Fuck off, Mr. Wannabe Censor. Progress requires unfettered conversation of all
types, not just the ones of which you approve.

"... noduerme's deeply rude, ignorant, arrogant an[d] plain racist post."

It was none of those things. What he said is basically correct, and it
reminded me of 2005's Syriana, in which there was a conversation between Matt
Damon as Bryan Woodman, an energy analyst, and Alexander Siddig as Prince
Nasir Al-Subaai, successor to the Emir.

NASIR: An ancestor of mine owned this bird's [falcon's] ancestor before Christ
was born. Six more North Field blocks will be available for development. We
would like to offer your firm the right to represent them.
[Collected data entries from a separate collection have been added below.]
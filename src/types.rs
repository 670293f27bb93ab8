use chrono::NaiveDateTime;
use serde::Serialize;

use crate::model::Family;

/// A single gas mix: oxygen and helium fractions as percentages. Zero on
/// both fields for an unused mix slot.
#[derive(Debug, Clone, Copy, Default, Serialize)]
pub struct GasMix {
    pub o2_percent: f64,
    pub he_percent: f64,
}

/// Normalized logbook record shared by every family. Fields a given
/// family's parser does not populate are left at their type's default
/// rather than omitted, since the struct shape itself is family-agnostic.
#[derive(Debug, Clone, Serialize)]
pub struct Logbook {
    pub family: Family,
    pub model: [u8; 3],
    pub dive_number: u32,
    pub repetitive_dive_number: u8,
    #[serde(with = "crate::time::serde_naive_datetime")]
    pub start_time: NaiveDateTime,
    pub start_epoch_seconds: i64,
    pub pre_dive_epoch_seconds: Option<i64>,
    pub surface_interval_seconds: u32,
    pub bottom_time_seconds: u32,
    pub max_depth_ft: f64,
    pub avg_depth_ft: f64,
    pub start_depth_ft: f64,
    pub min_temp_f: f64,
    pub avg_temp_f: f64,
    pub start_temp_f: f64,
    pub tank_pressure_start_psi: u32,
    pub tank_pressure_end_psi: u32,
    pub gas_consumption_start_psi_per_min: Option<f64>,
    pub mixes: [GasMix; 3],
    pub profile_pre: u32,
    pub profile_begin: u32,
    pub profile_end: u32,
    pub voltage_start_v: f64,
    pub voltage_end_v: f64,
    pub ndl_min_minutes: u32,
    pub deco_max_minutes: u32,
    pub ascent_rate_max: u32,
    pub alarm_depth_ft: Option<u32>,
    pub alarm_po2: Option<f64>,
    pub conservatism: f64,
    pub profile_interval_seconds: u32,
    pub altitude_kft: f64,
    pub water_conductivity: Option<u8>,
    pub no_fly_start_minutes: Option<u32>,
    pub no_fly_end_minutes: Option<u32>,
    pub event_count: Option<u32>,
    pub tissue_start: Vec<u8>,
    pub tissue_end: Vec<u8>,
}

/// The source bytes a single sample emission was decoded from, for
/// diagnostics and round-trip testing. Empty for emissions with no
/// corresponding source range (logbook-derived priming values, `End`).
pub type SampleRaw = Vec<u8>;

/// One emitted profile sample, tagged by kind. `End` is a sentinel flush
/// marker carrying no measurement.
#[derive(Debug, Clone, Serialize)]
#[serde(tag = "kind", rename_all = "snake_case")]
pub enum Sample {
    Depth { ft: f64 },
    Temp { f: f64 },
    AscentRate { ft_per_min: f64 },
    TankPressure { psi: f64 },
    GasConsumptionRate { psi_per_min: f64 },
    Ndl { minutes: u32 },
    Deco { ceiling_ft: i32, time_min: u32 },
    DecoFirstStop { ceiling_ft: i32, time_min: u32 },
    Tissues { values: [u8; 20] },
    Event { code: u8, description: &'static str },
    Interdive {
        code: u8,
        #[serde(with = "crate::time::serde_naive_datetime")]
        time: NaiveDateTime,
        payload: Vec<u8>,
    },
    End,
}

/// A summary row used by the demonstration binary's `summary` subcommand:
/// the logbook plus how many samples its profile stream produced.
#[derive(Debug, Clone, Serialize)]
pub struct DiveSummary {
    pub dive_index: usize,
    pub logbook: Logbook,
    pub sample_count: usize,
}
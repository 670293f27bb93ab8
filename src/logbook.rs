use crate::bytes::{read_u16_le, read_u24_le, read_u32_le};
use crate::error::{CochranError, Result};
use crate::model::Family;
use crate::time;
use crate::types::{GasMix, Logbook};

/// Early-model packed voltage byte: high nibble is whole volts, low 5 bits
/// over 32 give the fractional volts.
fn voltage_nibble(byte: u8) -> f64 {
    (byte >> 5) as f64 + (byte & 0x1F) as f64 / 32.0
}

fn voltage_u16(raw: u16) -> f64 {
    raw as f64 / 256.0
}

fn require(len: usize, need: usize) -> Result<()> {
    if len < need {
        Err(CochranError::Truncated { needed: need, have: len })
    } else {
        Ok(())
    }
}

/// Parse the fixed-offset logbook header for one dive, dispatching by
/// family. `log` is the logbook region slice (already sized to the
/// family's `log_size`).
pub fn parse_logbook(family: Family, model: [u8; 3], log: &[u8]) -> Result<Logbook> {
    require(log.len(), family.log_size())?;
    match family {
        Family::CommanderI => parse_commander_i(model, log),
        Family::CommanderII => parse_commander_ii(model, log),
        Family::CommanderIII => parse_commander_iii(model, log),
        Family::Gemini => parse_gemini(model, log),
        Family::Nemesis => parse_nemesis(model, log),
        Family::Emc => parse_emc(model, log),
    }
}

fn base_logbook(family: Family, model: [u8; 3]) -> Logbook {
    Logbook {
        family,
        model,
        dive_number: 0,
        repetitive_dive_number: 0,
        start_time: time::from_cochran_epoch(0),
        start_epoch_seconds: 0,
        pre_dive_epoch_seconds: None,
        surface_interval_seconds: 0,
        bottom_time_seconds: 0,
        max_depth_ft: 0.0,
        avg_depth_ft: 0.0,
        start_depth_ft: 0.0,
        min_temp_f: 0.0,
        avg_temp_f: 0.0,
        start_temp_f: 0.0,
        tank_pressure_start_psi: 0,
        tank_pressure_end_psi: 0,
        gas_consumption_start_psi_per_min: None,
        mixes: [GasMix::default(); 3],
        profile_pre: 0,
        profile_begin: 0,
        profile_end: 0,
        voltage_start_v: 0.0,
        voltage_end_v: 0.0,
        ndl_min_minutes: 0,
        deco_max_minutes: 0,
        ascent_rate_max: 0,
        alarm_depth_ft: None,
        alarm_po2: None,
        conservatism: 0.0,
        profile_interval_seconds: 0,
        altitude_kft: 0.0,
        water_conductivity: None,
        no_fly_start_minutes: None,
        no_fly_end_minutes: None,
        event_count: None,
        tissue_start: Vec::new(),
        tissue_end: Vec::new(),
    }
}

fn parse_commander_i(model: [u8; 3], in_: &[u8]) -> Result<Logbook> {
    let mut lb = base_logbook(Family::CommanderI, model);
    lb.profile_begin = read_u24_le(in_, 0)?;
    lb.tissue_start = in_[3..15].to_vec();
    let ticks = read_u32_le(in_, 15)?;
    lb.start_epoch_seconds = time::COCHRAN_EPOCH + ticks as i64;
    lb.start_time = time::from_cochran_epoch(ticks);
    lb.repetitive_dive_number = in_[19];
    lb.dive_number = read_u16_le(in_, 20)? as u32;
    lb.surface_interval_seconds = read_u16_le(in_, 24)? as u32;
    lb.no_fly_start_minutes = Some(in_[27] as u32 * 15);
    lb.voltage_start_v = voltage_nibble(in_[32]);
    lb.tissue_end = in_[35..47].to_vec();
    lb.bottom_time_seconds = read_u16_le(in_, 47)? as u32;
    lb.max_depth_ft = read_u16_le(in_, 49)? as f64 / 4.0;
    lb.avg_depth_ft = read_u16_le(in_, 51)? as f64 / 4.0;
    let deco_ceiling_missed = in_[55] as f64 / 2.0;
    if deco_ceiling_missed != 0.0 {
        lb.ndl_min_minutes = 0;
    } else {
        lb.ndl_min_minutes = read_u16_le(in_, 53)? as u32;
    }
    lb.deco_max_minutes = read_u16_le(in_, 57)? as u32;
    lb.ascent_rate_max = in_[59] as u32;
    lb.profile_interval_seconds = in_[72] as u32;
    lb.conservatism = in_[73] as f64 / 2.55;
    lb.mixes[0].o2_percent = read_u16_le(in_, 74)? as f64 / 256.0;
    lb.avg_temp_f = in_[81] as f64;
    lb.min_temp_f = in_[82] as f64;
    lb.start_temp_f = in_[83] as f64;
    lb.voltage_end_v = voltage_nibble(in_[84]);
    lb.no_fly_end_minutes = Some(in_[85] as u32 * 15);
    lb.event_count = Some(in_[89] as u32);
    Ok(lb)
}

fn parse_commander_ii(model: [u8; 3], in_: &[u8]) -> Result<Logbook> {
    let mut lb = base_logbook(Family::CommanderII, model);
    lb.profile_begin = read_u32_le(in_, 0)?;
    let ticks = read_u32_le(in_, 8)?;
    lb.start_epoch_seconds = time::COCHRAN_EPOCH + ticks as i64;
    lb.start_time = time::from_cochran_epoch(ticks);
    lb.water_conductivity = Some(in_[24]);
    lb.profile_pre = read_u32_le(in_, 28)?;
    lb.start_temp_f = in_[43] as f64;
    lb.start_depth_ft = read_u16_le(in_, 54)? as f64 / 4.0;
    lb.dive_number = read_u16_le(in_, 68)? as u32;
    lb.altitude_kft = in_[73] as f64 / 4.0;
    lb.tissue_start = in_[112..128].to_vec();
    lb.profile_end = read_u32_le(in_, 128)?;
    lb.bottom_time_seconds = read_u16_le(in_, 166)? as u32;
    lb.max_depth_ft = read_u16_le(in_, 168)? as f64 / 4.0;
    lb.avg_depth_ft = read_u16_le(in_, 170)? as f64 / 4.0;
    for i in 0..2 {
        lb.mixes[i].o2_percent = read_u16_le(in_, 210 + i * 2)? as f64 / 256.0;
    }
    lb.min_temp_f = in_[232] as f64;
    lb.avg_temp_f = in_[233] as f64;
    lb.tissue_end = in_[240..256].to_vec();
    Ok(lb)
}

fn parse_commander_iii(model: [u8; 3], in_: &[u8]) -> Result<Logbook> {
    let mut lb = base_logbook(Family::CommanderIII, model);
    let minute = in_[0];
    let second = in_[1];
    let mday = in_[2];
    let hour = in_[3];
    let year = time::broken_down_year(in_[4], in_[5]);
    // tm_mon is stored as in[5] - 1 (0-based); the 1-based calendar month is
    // therefore in[5] itself, not in[5] + 1.
    let month = in_[5];
    lb.start_time = time::from_broken_down(year, month, mday, hour as u8, minute as u8, second as u8);
    lb.profile_begin = read_u32_le(in_, 6)?;
    let ticks = read_u32_le(in_, 10)?;
    lb.start_epoch_seconds = time::COCHRAN_EPOCH + ticks as i64;
    let pre_ticks = read_u32_le(in_, 14)?;
    lb.pre_dive_epoch_seconds = Some(time::COCHRAN_EPOCH + pre_ticks as i64);
    lb.water_conductivity = Some(in_[24]);
    lb.profile_pre = read_u32_le(in_, 30)?;
    lb.voltage_start_v = voltage_u16(read_u16_le(in_, 38)?);
    lb.gas_consumption_start_psi_per_min = Some(read_u16_le(in_, 42)? as f64 / 2.0);
    lb.start_temp_f = in_[45] as f64;
    lb.start_depth_ft = read_u16_le(in_, 56)? as f64 / 4.0;
    lb.tank_pressure_start_psi = read_u16_le(in_, 62)? as u32;
    lb.surface_interval_seconds = read_u16_le(in_, 68)? as u32;
    lb.dive_number = read_u16_le(in_, 70)? as u32;
    lb.altitude_kft = in_[73] as f64 / 4.0;
    lb.alarm_depth_ft = Some(in_[102] as u32);
    lb.repetitive_dive_number = in_[108];
    lb.tissue_start = in_[112..128].to_vec();
    lb.profile_end = read_u32_le(in_, 128)?;
    lb.min_temp_f = in_[153] as f64;
    lb.bottom_time_seconds = read_u16_le(in_, 166)? as u32;
    lb.max_depth_ft = read_u16_le(in_, 168)? as f64 / 4.0;
    lb.avg_depth_ft = read_u16_le(in_, 170)? as f64 / 4.0;
    for i in 0..2 {
        lb.mixes[i].o2_percent = read_u16_le(in_, 210 + i * 2)? as f64 / 256.0;
    }
    lb.mixes[2].o2_percent = read_u16_le(in_, 214)? as f64 / 256.0;
    lb.profile_interval_seconds = in_[237] as u32;
    lb.tissue_end = in_[240..256].to_vec();
    Ok(lb)
}

fn parse_gemini(model: [u8; 3], in_: &[u8]) -> Result<Logbook> {
    let mut lb = base_logbook(Family::Gemini, model);
    lb.profile_begin = read_u32_le(in_, 0)?;
    let ticks = read_u32_le(in_, 8)?;
    // Early Gemini's raw tick is already Unix-relative, no epoch add.
    lb.start_epoch_seconds = ticks as i64;
    lb.start_time = chrono::DateTime::from_timestamp(ticks as i64, 0)
        .map(|dt| dt.naive_utc())
        .unwrap_or_else(|| time::from_cochran_epoch(0));
    lb.start_depth_ft = in_[14] as f64;
    lb.dive_number = read_u16_le(in_, 54)? as u32;
    lb.voltage_start_v = voltage_u16(read_u16_le(in_, 68)?);
    lb.repetitive_dive_number = in_[78];
    lb.tissue_start = in_[80..92].to_vec();
    lb.profile_end = read_u32_le(in_, 128)?;
    lb.bottom_time_seconds = read_u16_le(in_, 156)? as u32;
    lb.max_depth_ft = read_u16_le(in_, 158)? as f64 / 4.0;
    lb.deco_max_minutes = read_u16_le(in_, 166)? as u32;
    lb.tank_pressure_start_psi = read_u16_le(in_, 194)? as u32;
    for i in 0..2 {
        lb.mixes[i].o2_percent = read_u16_le(in_, 196 + i * 2)? as f64 / 256.0;
    }
    lb.avg_depth_ft = in_[205] as f64;
    lb.min_temp_f = in_[208] as f64 / 2.0 + 20.0;
    lb.start_temp_f = in_[209] as f64 / 2.0 + 20.0;
    lb.profile_interval_seconds = in_[213] as u32;
    lb.tissue_end = in_[216..228].to_vec();
    Ok(lb)
}

fn parse_nemesis(model: [u8; 3], in_: &[u8]) -> Result<Logbook> {
    let mut lb = base_logbook(Family::Nemesis, model);
    lb.profile_begin = read_u24_le(in_, 0)?;
    lb.tissue_start = in_[3..15].to_vec();
    let ticks = read_u32_le(in_, 15)?;
    lb.start_epoch_seconds = time::NEMESIS_EPOCH + ticks as i64;
    lb.start_time = time::from_nemesis_epoch(ticks);
    lb.repetitive_dive_number = in_[19];
    lb.dive_number = read_u16_le(in_, 20)? as u32;
    lb.tank_pressure_start_psi = read_u16_le(in_, 26)? as u32;
    lb.voltage_start_v = voltage_nibble(in_[39]);
    lb.bottom_time_seconds = read_u16_le(in_, 54)? as u32;
    lb.max_depth_ft = read_u16_le(in_, 56)? as f64 / 4.0;
    lb.avg_depth_ft = read_u16_le(in_, 51)? as f64 / 4.0;
    lb.tank_pressure_end_psi = read_u16_le(in_, 60)? as u32;
    lb.ndl_min_minutes = read_u16_le(in_, 64)? as u32;
    lb.deco_max_minutes = in_[68] as u32;
    lb.ascent_rate_max = in_[67] as u32;
    lb.profile_interval_seconds = in_[84] as u32;
    lb.conservatism = in_[85] as f64 / 2.55;
    for i in 0..2 {
        lb.mixes[i].o2_percent = read_u16_le(in_, 86 + i * 2)? as f64 / 256.0;
    }
    lb.voltage_end_v = voltage_nibble(in_[92]);
    // The reference decoder reuses the voltage nibble-split formula for this
    // field rather than the `* 15` minute scaling Commander I/EMC use;
    // ported as-is rather than "corrected".
    lb.no_fly_end_minutes = Some(voltage_nibble(in_[93]) as u32);
    lb.avg_temp_f = in_[95] as f64;
    lb.min_temp_f = in_[96] as f64;
    lb.start_temp_f = in_[97] as f64;
    lb.event_count = Some(in_[102] as u32);
    Ok(lb)
}

fn parse_emc(model: [u8; 3], in_: &[u8]) -> Result<Logbook> {
    let mut lb = base_logbook(Family::Emc, model);
    let second = in_[0];
    let minute = in_[1];
    let hour = in_[2];
    let mday = in_[3];
    // tm_mon is stored as in[4] - 1 (0-based); the 1-based calendar month is
    // in[4] itself. The year rollover test and both its branches key off
    // in[5] alone (unlike CommanderIII's two-byte form), so the same byte is
    // passed as both arguments below.
    let month = in_[4];
    let year = time::broken_down_year(in_[5], in_[5]);
    lb.start_time = time::from_broken_down(year, month, mday, hour as u8, minute as u8, second as u8);
    lb.profile_begin = read_u32_le(in_, 6)?;
    let ticks = read_u32_le(in_, 10)?;
    lb.start_epoch_seconds = time::COCHRAN_EPOCH + ticks as i64;
    let pre_ticks = read_u32_le(in_, 14)?;
    lb.pre_dive_epoch_seconds = Some(time::COCHRAN_EPOCH + pre_ticks as i64);
    lb.water_conductivity = Some(in_[24]);
    lb.profile_pre = read_u32_le(in_, 30)?;
    lb.start_depth_ft = read_u16_le(in_, 42)? as f64 / 256.0;
    lb.voltage_start_v = voltage_u16(read_u16_le(in_, 46)?);
    lb.start_temp_f = in_[55] as f64;
    lb.surface_interval_seconds = read_u16_le(in_, 84)? as u32;
    lb.dive_number = read_u16_le(in_, 86)? as u32;
    lb.altitude_kft = in_[89] as f64 / 4.0;
    lb.no_fly_start_minutes = Some(read_u16_le(in_, 90)? as u32);
    lb.alarm_po2 = Some(read_u16_le(in_, 142)? as f64 / 256.0);
    for i in 0..3 {
        lb.mixes[i].o2_percent = read_u16_le(in_, 144 + i * 2)? as f64 / 256.0;
        lb.mixes[i].he_percent = read_u16_le(in_, 164 + i * 2)? as f64 / 256.0;
    }
    lb.alarm_depth_ft = Some(read_u16_le(in_, 184)? as u32);
    lb.conservatism = in_[200] as f64 / 2.55;
    lb.repetitive_dive_number = in_[203];
    lb.tissue_start = in_[216..256].to_vec();
    lb.profile_end = read_u32_le(in_, 256)?;
    lb.min_temp_f = in_[283] as f64;
    lb.bottom_time_seconds = read_u16_le(in_, 304)? as u32;
    lb.max_depth_ft = read_u16_le(in_, 306)? as f64 / 4.0;
    lb.avg_depth_ft = read_u16_le(in_, 310)? as f64 / 4.0;
    lb.ndl_min_minutes = read_u16_le(in_, 312)? as u32;
    lb.deco_max_minutes = read_u16_le(in_, 316)? as u32;
    lb.ascent_rate_max = in_[334] as u32;
    lb.voltage_end_v = voltage_u16(read_u16_le(in_, 394)?);
    lb.no_fly_end_minutes = Some(read_u16_le(in_, 428)? as u32);
    lb.event_count = Some(read_u16_le(in_, 430)? as u32);
    lb.profile_interval_seconds = in_[435] as u32;
    // The EMC log layout only keeps one resting-tissue snapshot; expose it
    // under both field names rather than inventing a distinct end value.
    lb.tissue_end = lb.tissue_start.clone();
    Ok(lb)
}

#[cfg(test)]
mod tests {
    use super::*;

    #[test]
    fn commander_i_reads_dive_number_and_depth() {
        let mut buf = vec![0u8; 90];
        buf[20] = 0x2A; // dive_number low byte = 42
        buf[49] = 0x80; // max_depth raw = 128 -> 32.0 ft
        let lb = parse_logbook(Family::CommanderI, *b"017", &buf).unwrap();
        assert_eq!(lb.dive_number, 42);
        assert_eq!(lb.max_depth_ft, 32.0);
    }

    #[test]
    fn emc_tissue_end_mirrors_tissue_start() {
        let mut buf = vec![0u8; 512];
        for (i, b) in buf[216..256].iter_mut().enumerate() {
            *b = i as u8;
        }
        let lb = parse_logbook(Family::Emc, *b"300", &buf).unwrap();
        assert_eq!(lb.tissue_start, lb.tissue_end);
    }
}
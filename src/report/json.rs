use serde::Serialize;

use crate::{TrainerError, TrainerResult};

/// Pretty JSON for anything the harness reports.
pub fn to_json<T: Serialize>(value: &T) -> TrainerResult<String> {
    serde_json::to_string_pretty(value).map_err(|e| TrainerError::Io(e.into()))
}

#[cfg(test)]
mod tests {
    use super::*;
    use crate::core::BenchmarkStats;
    use std::time::Duration;

    #[test]
    fn test_stats_json() {
        let stats = BenchmarkStats::from_durations(&[Duration::from_secs(2), Duration::from_secs(4)]);
        let s = to_json(&stats).unwrap();
        let v: serde_json::Value = serde_json::from_str(&s).unwrap();
        assert_eq!(v["sample_count"], 2);
        assert_eq!(v["mean"], 3.0);
        assert_eq!(v["stddev"], 1.0);
    }
}
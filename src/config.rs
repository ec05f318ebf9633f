//! Harness configuration.
//!
//! Everything the harness needs to locate and run the trainer lives in one
//! immutable [`TrainerConfig`]. Values come from the documented defaults,
//! optionally overlaid by a TOML file and then by CLI flags in `main`.

use std::path::{Path, PathBuf};
use std::time::Duration;

use serde::Deserialize;

use crate::{TrainerError, TrainerResult};

pub const DEFAULT_EXECUTABLE: &str = "FashionMNISTTransformer.exe";
pub const DEFAULT_DATA_DIR: &str = "data/fashion-mnist";
pub const DEFAULT_RUNS: u32 = 3;
pub const DEFAULT_BENCH_RUNS: u32 = 3;
pub const DEFAULT_DELAY: Duration = Duration::from_secs(3);

pub const DATA_FILES: [&str; 4] = [
    "train-images-idx3-ubyte",
    "train-labels-idx1-ubyte",
    "t10k-images-idx3-ubyte",
    "t10k-labels-idx1-ubyte",
];

pub const SOURCE_FILES: [&str; 4] = [
    "main.cpp",
    "src/matrix.cpp",
    "src/mnist_loader.cpp",
    "src/transformer.cpp",
];

/// How the trainer binary is compiled.
#[derive(Debug, Clone, PartialEq)]
pub struct BuildConfig {
    /// Compiler binary (default: `g++` from PATH)
    pub compiler: PathBuf,
    /// Flags placed before `-o <output>`
    pub flags: Vec<String>,
    /// Source files, relative to `project_dir`
    pub sources: Vec<PathBuf>,
    /// Output binary, relative to `project_dir`
    pub output: PathBuf,
    /// Directory the compiler runs in
    pub project_dir: PathBuf,
}

impl Default for BuildConfig {
    fn default() -> Self {
        BuildConfig {
            compiler: PathBuf::from("g++"),
            flags: vec!["-std=c++14".into(), "-O2".into(), "-I./include".into()],
            sources: SOURCE_FILES.iter().map(PathBuf::from).collect(),
            output: PathBuf::from(DEFAULT_EXECUTABLE),
            project_dir: PathBuf::from("."),
        }
    }
}

#[derive(Debug, Clone, PartialEq)]
pub struct TrainerConfig {
    /// Trainer binary to launch
    pub executable: PathBuf,
    /// Arguments passed to every launch (none by default)
    pub args: Vec<String>,
    /// Directory holding the dataset files
    pub data_dir: PathBuf,
    /// Dataset file names expected under `data_dir`
    pub data_files: Vec<String>,
    /// Runs in a multi-run sequence (default 3)
    pub runs: u32,
    /// Runs in a benchmark session (default 3)
    pub bench_runs: u32,
    /// Pause between successful multi-run launches (default 3 s)
    pub delay: Duration,
    pub build: BuildConfig,
}

impl Default for TrainerConfig {
    fn default() -> Self {
        TrainerConfig {
            executable: PathBuf::from(DEFAULT_EXECUTABLE),
            args: Vec::new(),
            data_dir: PathBuf::from(DEFAULT_DATA_DIR),
            data_files: DATA_FILES.iter().map(|s| s.to_string()).collect(),
            runs: DEFAULT_RUNS,
            bench_runs: DEFAULT_BENCH_RUNS,
            delay: DEFAULT_DELAY,
            build: BuildConfig::default(),
        }
    }
}

#[derive(Debug, Default, Deserialize)]
#[serde(deny_unknown_fields)]
struct RawConfig {
    executable: Option<PathBuf>,
    args: Option<Vec<String>>,
    data_dir: Option<PathBuf>,
    data_files: Option<Vec<String>>,
    runs: Option<u32>,
    bench_runs: Option<u32>,
    delay_secs: Option<f64>,
    build: Option<RawBuild>,
}

#[derive(Debug, Default, Deserialize)]
#[serde(deny_unknown_fields)]
struct RawBuild {
    compiler: Option<PathBuf>,
    flags: Option<Vec<String>>,
    sources: Option<Vec<PathBuf>>,
    output: Option<PathBuf>,
    project_dir: Option<PathBuf>,
}

impl TrainerConfig {
    /// Load from a TOML file; absent keys keep their defaults.
    pub fn load(path: &Path) -> TrainerResult<Self> {
        let s = std::fs::read_to_string(path).map_err(|e| {
            TrainerError::Config(format!("cannot read {}: {e}", path.display()))
        })?;
        Self::from_toml_str(&s)
    }

    pub fn from_toml_str(s: &str) -> TrainerResult<Self> {
        let raw: RawConfig = toml::from_str(s).map_err(|e| TrainerError::Config(e.to_string()))?;
        let mut cfg = TrainerConfig::default();
        if let Some(v) = raw.executable {
            cfg.executable = v;
        }
        if let Some(v) = raw.args {
            cfg.args = v;
        }
        if let Some(v) = raw.data_dir {
            cfg.data_dir = v;
        }
        if let Some(v) = raw.data_files {
            cfg.data_files = v;
        }
        if let Some(v) = raw.runs {
            cfg.runs = v;
        }
        if let Some(v) = raw.bench_runs {
            cfg.bench_runs = v;
        }
        if let Some(secs) = raw.delay_secs {
            cfg.delay = Duration::try_from_secs_f64(secs)
                .map_err(|e| TrainerError::Config(format!("delay_secs: {e}")))?;
        }
        if let Some(b) = raw.build {
            if let Some(v) = b.compiler {
                cfg.build.compiler = v;
            }
            if let Some(v) = b.flags {
                cfg.build.flags = v;
            }
            if let Some(v) = b.sources {
                cfg.build.sources = v;
            }
            if let Some(v) = b.output {
                cfg.build.output = v;
            }
            if let Some(v) = b.project_dir {
                cfg.build.project_dir = v;
            }
        }
        Ok(cfg)
    }

    pub fn with_executable(mut self, executable: impl Into<PathBuf>) -> Self {
        self.executable = executable.into();
        self
    }

    pub fn with_data_dir(mut self, data_dir: impl Into<PathBuf>) -> Self {
        self.data_dir = data_dir.into();
        self
    }

    pub fn with_args(mut self, args: Vec<String>) -> Self {
        self.args = args;
        self
    }

    pub fn with_delay(mut self, delay: Duration) -> Self {
        self.delay = delay;
        self
    }

    /// Full paths of the expected dataset files, in declaration order.
    pub fn data_paths(&self) -> Vec<PathBuf> {
        self.data_files.iter().map(|f| self.data_dir.join(f)).collect()
    }
}

#[cfg(test)]
mod tests {
    use super::*;

    #[test]
    fn test_defaults() {
        let cfg = TrainerConfig::default();
        assert_eq!(cfg.executable, PathBuf::from("FashionMNISTTransformer.exe"));
        assert!(cfg.args.is_empty());
        assert_eq!(cfg.runs, 3);
        assert_eq!(cfg.bench_runs, 3);
        assert_eq!(cfg.delay, Duration::from_secs(3));
        assert_eq!(cfg.data_files.len(), 4);
        assert_eq!(cfg.build.compiler, PathBuf::from("g++"));
        assert_eq!(cfg.build.sources.len(), 4);
    }

    #[test]
    fn test_partial_toml_keeps_defaults() {
        let cfg = TrainerConfig::from_toml_str(
            r#"
executable = "bin/trainer"
delay_secs = 0.5

[build]
compiler = "clang++"
"#,
        )
        .unwrap();
        assert_eq!(cfg.executable, PathBuf::from("bin/trainer"));
        assert_eq!(cfg.delay, Duration::from_millis(500));
        assert_eq!(cfg.runs, 3);
        assert_eq!(cfg.build.compiler, PathBuf::from("clang++"));
        assert_eq!(cfg.build.flags, BuildConfig::default().flags);
    }

    #[test]
    fn test_unknown_key_rejected() {
        let err = TrainerConfig::from_toml_str("retries = 2\n").unwrap_err();
        assert!(matches!(err, TrainerError::Config(_)));
    }

    #[test]
    fn test_negative_delay_rejected() {
        let err = TrainerConfig::from_toml_str("delay_secs = -1.0\n").unwrap_err();
        assert!(err.to_string().contains("delay_secs"));
    }

    #[test]
    fn test_data_paths_join_dir() {
        let cfg = TrainerConfig::default().with_data_dir("/data");
        let paths = cfg.data_paths();
        assert_eq!(paths[0], PathBuf::from("/data/train-images-idx3-ubyte"));
        assert_eq!(paths[3], PathBuf::from("/data/t10k-labels-idx1-ubyte"));
    }
}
WOODMAN: If I were your economic advisor I'd tell you it's not the dumbest
thing you've ever done, but it'll probably be the dumbest thing you do today.
Probably. But why would you need an economic advisor? Twenty years ago you had
the highest GNP in the world and now you're tied with Paraguay. Your second
biggest export is second-hand goods. Followed by dates on which you lose five
cents a pound. You want to know what the business world thinks of you. They
think a hundred years ago you were chopping each other's heads off in the
desert and that's exactly where you'll be in another hundred. So, yes, on
behalf of my firm, I accept your money.

<http://en.wikipedia.org/wiki/Syriana>

I included the first sentence, about the falcon, because it shows that Nasir
is proud of his people having been around for a long time, but that apparent
plus is effectively countered by Woodman's observation about their primitive
nature, and how the oil money is really the only thing keeping them from
regressing. Sure, the film is fictional, but there is a lot of truth to be
found in it.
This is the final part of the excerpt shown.